The New European Bauhaus initiative collects various successful activities – but an umbrella structure for the instrument especially the funding is still missing.
On 17 January 2023, the European Commission (EC) published the first progress report on the New European Bauhaus (NEB). The NEB should be an enabler for the green transition of society and economy and transform the way of living in the European Union in the long run. The three principles of Transdisciplinarity, Multi-level activity and Inclusion should guide all NEB actions and projects (see SwissCore article).
Now, more than two years after the introduction, the EC has published the first report on the NEB and its achievements, together with the NEB compass.
The report recaps the different instruments and actions in place in the context of the NEB. Like the NEB Lab a think-and-do tank, which will provide the first results of its regulatory analysis in 2023 and should allow smaller projects to get access to innovation funding, the NEB festival, or the effects the NEB and its principles had in EU policymaking. The report records the influence on policy processes, either because the NEB community was involved in the development of different policy papers or because these are concretely referring to the NEB (e.g. the Transition pathway for proximity and social economy in Nov 2022, the EU Strategy for sustainable and circular textiles in March 2022 or the Transition pathway for a more resilient, green and digital construction ecosystem in Dec 2021).

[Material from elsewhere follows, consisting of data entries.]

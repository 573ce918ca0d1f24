/// Open-addressed hash index mapping keys to chunk offsets.
///
/// `KEYS_SLOTS` cells of one signed long each, linear probing, no
/// tombstones: removal backward-shifts the following probe run so an empty
/// cell always terminates a lookup. A cell holding 0 is empty — the value
/// area starts after the index, so 0 is never a valid chunk offset.
///
/// Keys hash with fixed-seed ahash so every attached process computes the
/// same natural bucket, and reduce modulo `KEYS_SLOTS`.
use std::sync::OnceLock;

use ahash::RandomState;

use super::chunks;
use super::layout::{cell_offset, KEYS_SLOTS};
use super::region::ShmRegion;
use crate::error::{CacheError, CacheResult};

fn hasher() -> &'static RandomState {
    static STATE: OnceLock<RandomState> = OnceLock::new();
    // Seeds are fixed: the bucket of a key must be identical in every
    // process that attaches to the region.
    STATE.get_or_init(|| {
        RandomState::with_seeds(
            0x6c62_272e_07bb_0142,
            0x62b8_2175_6295_c58d,
            0x2c62_bb21_1a53_d2f1,
            0x9e37_79b9_7f4a_7c15,
        )
    })
}

/// The index slot a key probes from before any collision handling. This is
/// also the slot whose bucket lock guards every operation on the key.
pub fn natural_bucket(key: &[u8]) -> usize {
    (hasher().hash_one(key) % KEYS_SLOTS as u64) as usize
}

/// A located entry: the cell it landed in and the chunk it points to.
#[derive(Debug, Clone, Copy, PartialEq, Eq)]
pub struct Probe {
    pub slot: usize,
    pub chunk: usize,
}

/// Probe for `key` starting at its natural bucket. An empty cell ends the
/// probe; a non-empty cell is checked against the chunk's stored key.
pub fn find(region: &ShmRegion, key: &[u8]) -> CacheResult<Option<Probe>> {
    let mut slot = natural_bucket(key);

    for _ in 0..KEYS_SLOTS {
        let off = region.read_long(cell_offset(slot))?;
        if off == 0 {
            return Ok(None);
        }
        let chunk = off as usize;
        if chunks::key_matches(region, chunk, key)? {
            return Ok(Some(Probe { slot, chunk }));
        }
        slot = (slot + 1) % KEYS_SLOTS;
    }

    Ok(None)
}

/// Place `chunk` in the first empty cell of `key`'s probe run.
pub fn insert(region: &ShmRegion, key: &[u8], chunk: usize) -> CacheResult<()> {
    let mut slot = natural_bucket(key);

    for _ in 0..KEYS_SLOTS {
        if region.read_long(cell_offset(slot))? == 0 {
            return region.write_long(cell_offset(slot), chunk as i64);
        }
        slot = (slot + 1) % KEYS_SLOTS;
    }

    Err(CacheError::IndexFull)
}

/// Remove `key`'s cell and backward-shift the probe run after it so the
/// linear-probing invariant survives without tombstones: each following
/// entry whose natural bucket lies at or before the hole (cyclically)
/// moves into the hole.
pub fn remove(region: &ShmRegion, key: &[u8]) -> CacheResult<bool> {
    let probe = match find(region, key)? {
        Some(p) => p,
        None => return Ok(false),
    };

    region.write_long(cell_offset(probe.slot), 0)?;

    let mut empty = probe.slot;
    let mut j = (empty + 1) % KEYS_SLOTS;

    loop {
        let off = region.read_long(cell_offset(j))?;
        if off == 0 {
            break;
        }

        let stored_key = chunks::read_key(region, off as usize)?;
        let ideal = natural_bucket(&stored_key);

        // Move unless ideal lies in the cyclic range (empty, j].
        let should_move = if empty <= j {
            ideal <= empty || ideal > j
        } else {
            ideal <= empty && ideal > j
        };

        if should_move {
            region.write_long(cell_offset(empty), off)?;
            region.write_long(cell_offset(j), 0)?;
            empty = j;
        }

        j = (j + 1) % KEYS_SLOTS;
    }

    Ok(true)
}

#[cfg(test)]
mod tests {
    use super::*;
    use crate::shm::layout::{self, CHUNK_META_SIZE, MIN_VALUE_ALLOC_SIZE};
    use crate::shm::test_dir;

    /// Region with `n` minimum-size chunks formatted in the value area,
    /// each keyed and occupied. Returns the chunk offsets.
    fn make_region(tag: &str, keys: &[&[u8]]) -> (ShmRegion, Vec<usize>) {
        let dir = test_dir(tag);
        let area = keys.len() * (CHUNK_META_SIZE + MIN_VALUE_ALLOC_SIZE);
        let total = layout::values_offset() + area;
        let region = ShmRegion::create(&dir.join("i.cache"), total).unwrap();

        let mut offsets = Vec::new();
        let mut off = layout::values_offset();
        for key in keys {
            chunks::write_meta(&region, off, key, MIN_VALUE_ALLOC_SIZE, 1, 0).unwrap();
            offsets.push(off);
            off += CHUNK_META_SIZE + MIN_VALUE_ALLOC_SIZE;
        }
        (region, offsets)
    }

    #[test]
    fn insert_and_find() {
        let (region, offs) = make_region("index_basic", &[b"hello"]);

        insert(&region, b"hello", offs[0]).unwrap();
        let probe = find(&region, b"hello").unwrap().unwrap();
        assert_eq!(probe.chunk, offs[0]);
        assert_eq!(probe.slot, natural_bucket(b"hello"));

        assert!(find(&region, b"world").unwrap().is_none());

        region.unlink().unwrap();
    }

    /// Search for a key with the given natural bucket.
    fn colliding_key(target: usize, prefix: &str) -> Vec<u8> {
        let mut n = 0u64;
        loop {
            let candidate = format!("{prefix}{n}").into_bytes();
            if natural_bucket(&candidate) == target {
                return candidate;
            }
            n += 1;
        }
    }

    #[test]
    fn collisions_probe_linearly() {
        // Three distinct keys sharing a natural bucket.
        let target = natural_bucket(b"seed");
        let colliding = vec![
            b"seed".to_vec(),
            colliding_key(target, "k"),
            colliding_key(target, "m"),
        ];

        let refs: Vec<&[u8]> = colliding.iter().map(|k| k.as_slice()).collect();
        let (region, offs) = make_region("index_collide", &refs);

        for (key, off) in refs.iter().zip(&offs) {
            insert(&region, key, *off).unwrap();
        }

        for (i, key) in refs.iter().enumerate() {
            let probe = find(&region, key).unwrap().unwrap();
            assert_eq!(probe.chunk, offs[i], "key {i} found wrong chunk");
            assert_eq!(probe.slot, (target + i) % KEYS_SLOTS);
        }

        region.unlink().unwrap();
    }

    #[test]
    fn remove_missing_is_noop() {
        let (region, offs) = make_region("index_remove_missing", &[b"present"]);
        insert(&region, b"present", offs[0]).unwrap();

        assert!(!remove(&region, b"absent").unwrap());
        assert!(find(&region, b"present").unwrap().is_some());

        region.unlink().unwrap();
    }

    #[test]
    fn remove_backward_shifts_probe_run() {
        // Two colliding keys: removing the first must keep the second
        // findable (its cell shifts back into the vacated slot).
        let target = natural_bucket(b"first");
        let second = colliding_key(target, "c");

        let refs: Vec<&[u8]> = vec![b"first", &second];
        let (region, offs) = make_region("index_shift", &refs);
        insert(&region, b"first", offs[0]).unwrap();
        insert(&region, &second, offs[1]).unwrap();

        assert!(remove(&region, b"first").unwrap());
        assert!(find(&region, b"first").unwrap().is_none());

        let probe = find(&region, &second).unwrap().unwrap();
        assert_eq!(probe.chunk, offs[1]);
        assert_eq!(probe.slot, target, "survivor should shift into the hole");

        region.unlink().unwrap();
    }

    #[test]
    fn natural_bucket_is_stable() {
        // The same key must land in the same bucket on every call (and, by
        // fixed seeding, in every process).
        for key in [&b"a"[..], b"zebra", b"0123456789"] {
            assert_eq!(natural_bucket(key), natural_bucket(key));
            assert!(natural_bucket(key) < KEYS_SLOTS);
        }
    }
}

Furthermore, the official Year of Skills 2023 has an influence on and interconnection with the NEB, so the ongoing application round for NEB prizes will thematically focus on education, while the new NEB Academy will focus on construction, biobased materials and circularity and will be started in 2023. Moreover, in 2023 the following ten NEB demonstrators will be selected and launched, and therefore add to the existing six, which were chosen and started last year. The demonstrators are large-scale, replicable local transformation projects distributed throughout the EU and associated countries. With the first round, 14 different locations are hosting them in Belgium, Czech Republic, Germany, Denmark, Greece, Croatia, Italy, Latvia, the Netherlands, Portugal, Sweden, and Slovenia, as well as Norway and Turkey.
The previously published NEB dashboard, is a dynamic and interactive map that makes various information regarding the NEB available. It collects and presents projects benefiting from EU funding or winning NEB prizes, but also partner and friend organisations, the high-level roundtable members or the 27 NCPs. The NEB community is comprised of more than 600 partners, including NGOs, foundations or education and research entities. From Switzerland, the Holcim Foundation (Zurich) and the Lucerne University of Applied Sciences and Arts are part of the community. In addition, more than 80 businesses, public authorities, regions and cities are listed as friends. The NEB dashboard also includes call specifications, country activities, and a Userguide.
The NEB compass is the first part of the guiding and assessment framework for NEB projects provided by the EC. The compass will be complemented in 2024 by the assessment tools, which add granularity to the framework defined by the compass, it will offer more specific lists of measurable criteria for specific types of projects.
For now, the compass sets out key characteristics based on the core values of the NEB by showing and explaining them using exemplary NEB projects. A wide range of typologies, from buildings and actions to products and services can be assessed using the compass to see if a project could become or is already NEB-material. For that, the document specifies the meanings of key criteria and defines different levels of ambition for the values and principles of the NEB. It is not replacing criteria of calls for funding. Meanwhile, it is planned to be evolved by interaction with the community.
One of the most uncertain and criticised aspects of the initiative is still the funding strategy. In the first two years, more than €100 million from different EU programmes, like Horizon Europe, the European Regional Development Fund (ERDF), the Single Market Programme (SMP) or the Digital Europe Programme (DEP), have been allocated to NEB projects. The report suggests that this will not change significantly, because the NEB should be managed jointly by Horizon Europe and cohesion policy instruments. The latter one already combines three different funding instruments, the ERDF, the Cohesion Fund (CF) and the European Social Fund Plus (ESF+). For the future, it is planned that the funding is scaled up with a further €106 million in dedicated Horizon Europe funds, fixed in the Work programmes 2023-2024 of the Missions and Clusters. At least another €50 million will derive from the ERDF for the following 10 NEB demonstrator projects via the European Urban Initiative. The Commission signed partnership agreements and programmes for the implementation 2021-2027 cohesion funds with all 27 Member States, including specific parts for the NEB.